Brongkos stew should not be confused with the similarly named brengkes—the Javanese name for pepes which is food cooked in banana leaf package.

Ingredients
Brongkos consists of diced meat; either beef, goat meat or mutton, hard boiled egg and tofu, stewed with beans, usually black-eyed peas or red kidney beans and diced chayote and sometimes carrots. 

The coconut milk-based stews uses a rich mixture of spices, which includes black kluwek, bruised lemongrass, kaffir lime leaves, bay leaves, salt, palm sugar, spice paste consists of ground galangal, kencur, ginger, coriander, shallot and roasted  candlenut, also a whole of bird's eye chilies which add a surprising hot spiciness when bitten.

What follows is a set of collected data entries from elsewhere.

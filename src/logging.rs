//! tracing subscriber setup.
//!
//! The level can only be known for certain after `.env` has been merged, which
//! happens inside `boot`. The filter is therefore installed behind a reload
//! layer so `main` can apply the resolved `LOG_LEVEL` afterwards.

use tracing::level_filters::LevelFilter;
use tracing_subscriber::layer::SubscriberExt;
use tracing_subscriber::util::SubscriberInitExt;
use tracing_subscriber::{fmt, reload, EnvFilter, Registry};

/// Handle for changing the level of the installed subscriber
pub struct LogHandle {
    filter: reload::Handle<EnvFilter, Registry>,
}

impl LogHandle {
    /// Replace the level directive; `RUST_LOG` still applies underneath.
    pub fn set_level(&self, level: &str) -> bool {
        self.filter.reload(build_filter(parse_level(level))).is_ok()
    }
}

/// `LOG_LEVEL` value to a filter, `info` when unparsable
pub fn parse_level(level: &str) -> LevelFilter {
    level.trim().parse::<LevelFilter>().unwrap_or(LevelFilter::INFO)
}

fn build_filter(level: LevelFilter) -> EnvFilter {
    EnvFilter::from_default_env().add_directive(level.into())
}

/// Install the global fmt subscriber.
///
/// `default_level` (e.g. `LOG_LEVEL`) is added on top of `RUST_LOG`. Returns
/// `None` when a global subscriber was already installed.
pub fn init_logging(default_level: Option<&str>) -> Option<LogHandle> {
    let level = default_level.map_or(LevelFilter::INFO, parse_level);
    let (filter, handle) = reload::Layer::new(build_filter(level));

    tracing_subscriber::registry()
        .with(filter)
        .with(fmt::layer().with_target(false))
        .try_init()
        .ok()
        .map(|()| LogHandle { filter: handle })
}

#[cfg(test)]
mod tests {
    use super::*;

    #[test]
    fn test_parse_level() {
        assert_eq!(parse_level("debug"), LevelFilter::DEBUG);
        assert_eq!(parse_level(" WARN "), LevelFilter::WARN);
        assert_eq!(parse_level("not-a-level"), LevelFilter::INFO);
    }

    #[test]
    fn test_init_once_then_reload() {
        let first = init_logging(Some("warn"));
        assert!(init_logging(None).is_none());

        if let Some(handle) = first {
            assert!(handle.set_level("debug"));
        }
    }
}
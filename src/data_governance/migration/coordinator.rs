//! # Migration Orchestrator
//!
//! Applies a [`MigrationChain`] to a SQLite store through Refinery and absorbs
//! every failure.
//!
//! ## Flow
//!
//! ```text
//! upgrade ──ok──────────────────────────────▶ Success
//!    │
//!    └─err─▶ classify ──SchemaSyncConflict──▶ stamp head ──ok──▶ SyncRecovered
//!                 │                                 └─err─▶ Degraded
//!                 └─Other─────────────────────────────────▶ Degraded
//! ```
//!
//! Stamping marks history as current without checking that every column of
//! every skipped revision exists; the schema repair pass that follows closes
//! that gap.

use rusqlite::Connection;

use super::definitions::{MigrationChain, Revision};
use super::history;
use super::{MigrationError, MigrationFailure};

/// Result of one orchestrator run. Never fatal.
#[derive(Debug, Clone, PartialEq, Eq)]
pub enum MigrationOutcome {
    /// Every pending revision applied (possibly none)
    Success {
        from: Option<&'static str>,
        to: &'static str,
        applied: usize,
    },
    /// A schema-sync conflict was answered by stamping history to `stamped`
    SyncRecovered {
        detail: String,
        stamped: &'static str,
    },
    /// Migration failed and could not be recovered
    Degraded { detail: String },
}

impl MigrationOutcome {
    pub fn label(&self) -> &'static str {
        match self {
            MigrationOutcome::Success { .. } => "SUCCESS",
            MigrationOutcome::SyncRecovered { .. } => "SYNC_RECOVERED",
            MigrationOutcome::Degraded { .. } => "DEGRADED",
        }
    }

    pub fn is_degraded(&self) -> bool {
        matches!(self, MigrationOutcome::Degraded { .. })
    }
}

/// Migration Orchestrator
#[derive(Debug, Clone, Copy)]
pub struct MigrationOrchestrator {
    chain: &'static MigrationChain,
}

impl MigrationOrchestrator {
    pub fn new(chain: &'static MigrationChain) -> Self {
        Self { chain }
    }

    pub fn chain(&self) -> &'static MigrationChain {
        self.chain
    }

    /// Upgrade to head, then recover or degrade on failure.
    pub fn run(&self, conn: &mut Connection) -> MigrationOutcome {
        tracing::info!(chain = self.chain.name, "🚀 [MigrationOrchestrator] Running database migrations...");

        let from = match self.current_revision(conn) {
            Ok(from) => from,
            Err(e) => {
                let failure = MigrationFailure::from(e);
                return self.degrade(failure.detail);
            }
        };

        let failure = match self.upgrade(conn) {
            Ok(applied) => {
                return match self.chain.head() {
                    Ok(to) => {
                        tracing::info!(
                            chain = self.chain.name,
                            from = from.unwrap_or("base"),
                            to,
                            applied,
                            "✅ [MigrationOrchestrator] Database migrations complete"
                        );
                        MigrationOutcome::Success { from, to, applied }
                    }
                    Err(e) => self.degrade(e.to_string()),
                };
            }
            Err(failure) => failure,
        };

        if !failure.is_schema_sync_conflict() {
            return self.degrade(failure.detail);
        }

        tracing::warn!(
            chain = self.chain.name,
            detail = %failure.detail,
            "⚠️ [MigrationOrchestrator] Migration detected schema sync issue"
        );
        tracing::info!("🔧 [MigrationOrchestrator] Attempting to synchronize migration history...");

        match self.stamp_head(conn) {
            Ok(stamped) => {
                tracing::info!(
                    chain = self.chain.name,
                    revision = stamped,
                    "✅ [MigrationOrchestrator] Migration history synchronized with current schema"
                );
                MigrationOutcome::SyncRecovered {
                    detail: failure.detail,
                    stamped,
                }
            }
            Err(e) => {
                tracing::warn!(
                    chain = self.chain.name,
                    error = %e,
                    "❌ [MigrationOrchestrator] Failed to synchronize migration history"
                );
                MigrationOutcome::Degraded {
                    detail: format!("{}; stamp failed: {}", failure.detail, e),
                }
            }
        }
    }

    fn degrade(&self, detail: String) -> MigrationOutcome {
        tracing::warn!(
            chain = self.chain.name,
            "⚠️ [MigrationOrchestrator] Migration warning: {}",
            detail
        );
        tracing::warn!(
            "The application will continue, but some features may not work correctly."
        );
        MigrationOutcome::Degraded { detail }
    }

    /// Apply every pending revision, one transaction each.
    ///
    /// Returns the number of revisions applied. A failure leaves the revisions
    /// before it recorded.
    pub fn upgrade(&self, conn: &mut Connection) -> Result<usize, MigrationFailure> {
        let migrations = self.build_migrations()?;

        // set_grouped(false): each revision commits with its history row, so a
        // failure keeps the earlier ones recorded.
        let runner = refinery::Runner::new(&migrations)
            .set_grouped(false)
            .set_abort_divergent(false)
            .set_abort_missing(false);

        let report = runner
            .run(conn)
            .map_err(|e| MigrationFailure::from_error(&e))?;

        let applied = report.applied_migrations();
        for migration in applied {
            tracing::info!(
                version = migration.version(),
                revision = migration.name(),
                "[MigrationOrchestrator] applied"
            );
        }
        Ok(applied.len())
    }

    /// Revision currently recorded in history, `None` before the first one
    pub fn current_revision(
        &self,
        conn: &Connection,
    ) -> Result<Option<&'static str>, MigrationError> {
        let Some((version, name)) = history::current_entry(conn)? else {
            return Ok(None);
        };

        let ordered = self.chain.ordered()?;
        match usize::try_from(version - 1).ok().and_then(|idx| ordered.get(idx)) {
            Some(revision) if revision.id == name => Ok(Some(revision.id)),
            _ => Err(MigrationError::UnknownRevision(format!("V{}__{}", version, name))),
        }
    }

    /// Record `target` and everything below it as applied without running SQL
    pub fn stamp(&self, conn: &Connection, target: &str) -> Result<(), MigrationError> {
        let version = self.chain.version_of(target)?;
        let migrations = self.build_migrations()?;
        history::stamp(conn, &migrations, version)?;

        tracing::info!(
            chain = self.chain.name,
            revision = target,
            version,
            "[MigrationOrchestrator] History stamped"
        );
        Ok(())
    }

    /// Stamp the chain head, returning its id
    pub fn stamp_head(&self, conn: &Connection) -> Result<&'static str, MigrationError> {
        let head = self.chain.head()?;
        self.stamp(conn, head)?;
        Ok(head)
    }

    /// Reverse every applied revision above `target` (`None` = base), newest
    /// first. Each revision's downgrade and the removal of its history row
    /// share one transaction.
    ///
    /// Returns the number of revisions reversed.
    pub fn downgrade(
        &self,
        conn: &mut Connection,
        target: Option<&str>,
    ) -> Result<usize, MigrationError> {
        let target_version = match target {
            Some(id) => self.chain.version_of(id)?,
            None => 0,
        };
        let current_version = match self.current_revision(conn)? {
            Some(id) => self.chain.version_of(id)?,
            None => 0,
        };
        if current_version <= target_version {
            return Ok(0);
        }

        let ordered = self.chain.ordered()?;
        let to_reverse: Vec<(i32, &Revision)> = ordered
            .iter()
            .enumerate()
            .map(|(idx, revision)| (idx as i32 + 1, *revision))
            .filter(|(version, _)| *version > target_version && *version <= current_version)
            .rev()
            .collect();

        for (version, revision) in &to_reverse {
            if revision.downgrade_sql.trim().is_empty() {
                return Err(MigrationError::InvalidChain(format!(
                    "revision '{}' has no downgrade",
                    revision.id
                )));
            }

            let tx = conn.transaction()?;
            tx.execute_batch(revision.downgrade_sql)?;
            history::unstamp(&tx, *version)?;
            tx.commit()?;

            tracing::info!(
                chain = self.chain.name,
                revision = revision.id,
                message = revision.message,
                "⬇️ [MigrationOrchestrator] Downgraded"
            );
        }

        Ok(to_reverse.len())
    }

    /// Refinery migrations for the chain: version = position, name = id
    fn build_migrations(&self) -> Result<Vec<refinery::Migration>, MigrationError> {
        self.chain
            .ordered()?
            .iter()
            .enumerate()
            .map(|(idx, revision)| {
                refinery::Migration::unapplied(
                    &format!("V{}__{}", idx + 1, revision.id),
                    revision.upgrade_sql,
                )
                .map_err(|e| MigrationError::Refinery(format!("{}: {}", revision.id, e)))
            })
            .collect()
    }
}

// ============================================================================
// Tests
// ============================================================================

Brongkos often served together with steamed rice in a single plate as nasi brongkos (lit. "brongkos rice").

History and popularity

Brongkos, together with gudeg, sayur lodeh and rawon are considered as a classic Javanese dish. It is known as one of the royal dishes of the Kraton Yogyakarta, since it was said as the favourite dish of late Sultan Hamengkubuwono IX and his successor Sultan Hamengkubuwono X, thus subsequently offered in Bale Raos royal Javanese restaurant located within Yogyakarta palace compound and often served to the visiting royal guests.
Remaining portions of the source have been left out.